## WORK TO COMPLETE
Go through the data below line by line. Give only the number of lines that contain "derive".

## DATA TO EXAMINE
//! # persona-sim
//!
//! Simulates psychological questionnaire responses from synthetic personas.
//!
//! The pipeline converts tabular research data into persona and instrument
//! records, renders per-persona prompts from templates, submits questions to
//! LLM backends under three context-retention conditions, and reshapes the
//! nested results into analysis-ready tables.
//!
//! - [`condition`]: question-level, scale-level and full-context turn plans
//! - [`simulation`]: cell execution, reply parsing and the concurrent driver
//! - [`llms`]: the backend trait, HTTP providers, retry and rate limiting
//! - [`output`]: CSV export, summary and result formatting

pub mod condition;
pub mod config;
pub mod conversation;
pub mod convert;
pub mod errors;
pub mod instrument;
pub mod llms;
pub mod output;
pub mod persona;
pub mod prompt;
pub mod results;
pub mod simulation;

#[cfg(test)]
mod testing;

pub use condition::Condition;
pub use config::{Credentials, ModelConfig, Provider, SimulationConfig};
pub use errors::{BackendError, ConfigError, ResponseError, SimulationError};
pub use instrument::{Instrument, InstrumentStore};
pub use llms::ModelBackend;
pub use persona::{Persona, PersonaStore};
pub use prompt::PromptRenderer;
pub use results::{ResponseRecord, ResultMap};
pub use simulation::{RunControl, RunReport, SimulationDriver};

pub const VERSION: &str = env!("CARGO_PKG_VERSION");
* * *
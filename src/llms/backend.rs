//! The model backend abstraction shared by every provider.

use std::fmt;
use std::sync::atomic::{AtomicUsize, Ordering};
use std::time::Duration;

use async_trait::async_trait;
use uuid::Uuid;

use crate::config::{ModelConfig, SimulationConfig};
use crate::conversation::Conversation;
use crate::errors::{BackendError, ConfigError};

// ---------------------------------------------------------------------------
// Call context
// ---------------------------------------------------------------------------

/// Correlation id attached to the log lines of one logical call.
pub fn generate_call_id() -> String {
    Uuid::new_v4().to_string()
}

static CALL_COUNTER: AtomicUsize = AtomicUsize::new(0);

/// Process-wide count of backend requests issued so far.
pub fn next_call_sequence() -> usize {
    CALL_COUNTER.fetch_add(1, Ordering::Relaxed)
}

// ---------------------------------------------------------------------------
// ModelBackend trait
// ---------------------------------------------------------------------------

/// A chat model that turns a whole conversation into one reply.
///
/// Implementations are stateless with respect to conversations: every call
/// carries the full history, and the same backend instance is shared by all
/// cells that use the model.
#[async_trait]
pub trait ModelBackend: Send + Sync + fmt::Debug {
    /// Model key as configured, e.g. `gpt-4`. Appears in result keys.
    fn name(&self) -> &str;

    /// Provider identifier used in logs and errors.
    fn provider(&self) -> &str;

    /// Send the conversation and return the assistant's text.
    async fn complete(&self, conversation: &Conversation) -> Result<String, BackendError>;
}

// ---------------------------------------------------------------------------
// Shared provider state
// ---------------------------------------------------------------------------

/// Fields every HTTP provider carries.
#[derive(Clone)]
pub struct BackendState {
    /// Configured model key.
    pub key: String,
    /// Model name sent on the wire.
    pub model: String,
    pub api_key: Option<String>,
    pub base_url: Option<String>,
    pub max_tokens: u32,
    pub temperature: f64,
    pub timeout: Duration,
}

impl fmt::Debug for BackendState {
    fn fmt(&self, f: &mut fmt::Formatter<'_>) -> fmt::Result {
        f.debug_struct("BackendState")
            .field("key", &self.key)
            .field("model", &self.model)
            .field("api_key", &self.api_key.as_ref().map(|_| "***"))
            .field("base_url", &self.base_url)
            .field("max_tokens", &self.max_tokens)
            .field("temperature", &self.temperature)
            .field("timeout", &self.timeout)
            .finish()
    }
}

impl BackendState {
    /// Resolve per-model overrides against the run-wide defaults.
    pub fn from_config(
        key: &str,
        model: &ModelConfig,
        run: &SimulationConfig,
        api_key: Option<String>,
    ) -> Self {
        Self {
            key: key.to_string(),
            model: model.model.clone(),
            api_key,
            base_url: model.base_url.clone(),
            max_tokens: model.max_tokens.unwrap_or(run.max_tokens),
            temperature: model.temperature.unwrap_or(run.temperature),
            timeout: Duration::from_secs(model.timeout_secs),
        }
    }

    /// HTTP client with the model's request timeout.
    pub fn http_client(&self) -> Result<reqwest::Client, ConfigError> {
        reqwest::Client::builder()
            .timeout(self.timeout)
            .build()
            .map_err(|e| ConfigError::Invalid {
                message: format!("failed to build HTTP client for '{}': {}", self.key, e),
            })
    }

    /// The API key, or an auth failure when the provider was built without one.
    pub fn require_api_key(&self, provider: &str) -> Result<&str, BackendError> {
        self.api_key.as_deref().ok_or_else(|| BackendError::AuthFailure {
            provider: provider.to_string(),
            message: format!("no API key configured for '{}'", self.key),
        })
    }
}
--
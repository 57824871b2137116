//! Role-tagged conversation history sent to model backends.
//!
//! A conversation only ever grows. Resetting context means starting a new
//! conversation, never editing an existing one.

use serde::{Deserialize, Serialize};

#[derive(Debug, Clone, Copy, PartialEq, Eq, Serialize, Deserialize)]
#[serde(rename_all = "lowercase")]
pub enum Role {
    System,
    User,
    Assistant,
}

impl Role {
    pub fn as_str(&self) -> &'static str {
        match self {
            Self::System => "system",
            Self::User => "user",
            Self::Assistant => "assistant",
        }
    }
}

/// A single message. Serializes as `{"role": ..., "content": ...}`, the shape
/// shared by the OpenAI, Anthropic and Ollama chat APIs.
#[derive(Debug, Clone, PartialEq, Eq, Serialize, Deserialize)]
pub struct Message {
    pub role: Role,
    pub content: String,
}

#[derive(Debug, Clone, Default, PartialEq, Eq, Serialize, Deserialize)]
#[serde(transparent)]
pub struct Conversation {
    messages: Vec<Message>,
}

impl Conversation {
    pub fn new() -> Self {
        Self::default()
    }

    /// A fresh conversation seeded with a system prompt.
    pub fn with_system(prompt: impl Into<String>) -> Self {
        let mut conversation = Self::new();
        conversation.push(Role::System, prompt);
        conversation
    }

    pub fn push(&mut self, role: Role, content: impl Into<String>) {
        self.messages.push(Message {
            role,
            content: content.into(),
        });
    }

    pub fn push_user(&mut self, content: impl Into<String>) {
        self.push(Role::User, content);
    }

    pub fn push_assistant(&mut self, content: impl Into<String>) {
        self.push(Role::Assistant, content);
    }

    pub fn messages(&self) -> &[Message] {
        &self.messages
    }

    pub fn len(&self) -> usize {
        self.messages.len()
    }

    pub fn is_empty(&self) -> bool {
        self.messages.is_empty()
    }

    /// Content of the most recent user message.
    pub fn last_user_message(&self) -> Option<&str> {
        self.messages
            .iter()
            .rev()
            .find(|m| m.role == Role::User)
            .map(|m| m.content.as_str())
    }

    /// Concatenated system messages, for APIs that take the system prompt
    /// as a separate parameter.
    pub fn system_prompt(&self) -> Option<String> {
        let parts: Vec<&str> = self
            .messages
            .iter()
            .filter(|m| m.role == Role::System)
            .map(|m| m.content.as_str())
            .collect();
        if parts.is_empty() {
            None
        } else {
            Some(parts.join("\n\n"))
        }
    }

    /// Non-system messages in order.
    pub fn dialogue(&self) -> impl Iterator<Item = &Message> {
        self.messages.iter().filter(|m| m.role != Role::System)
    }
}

## ANSWER BOX
4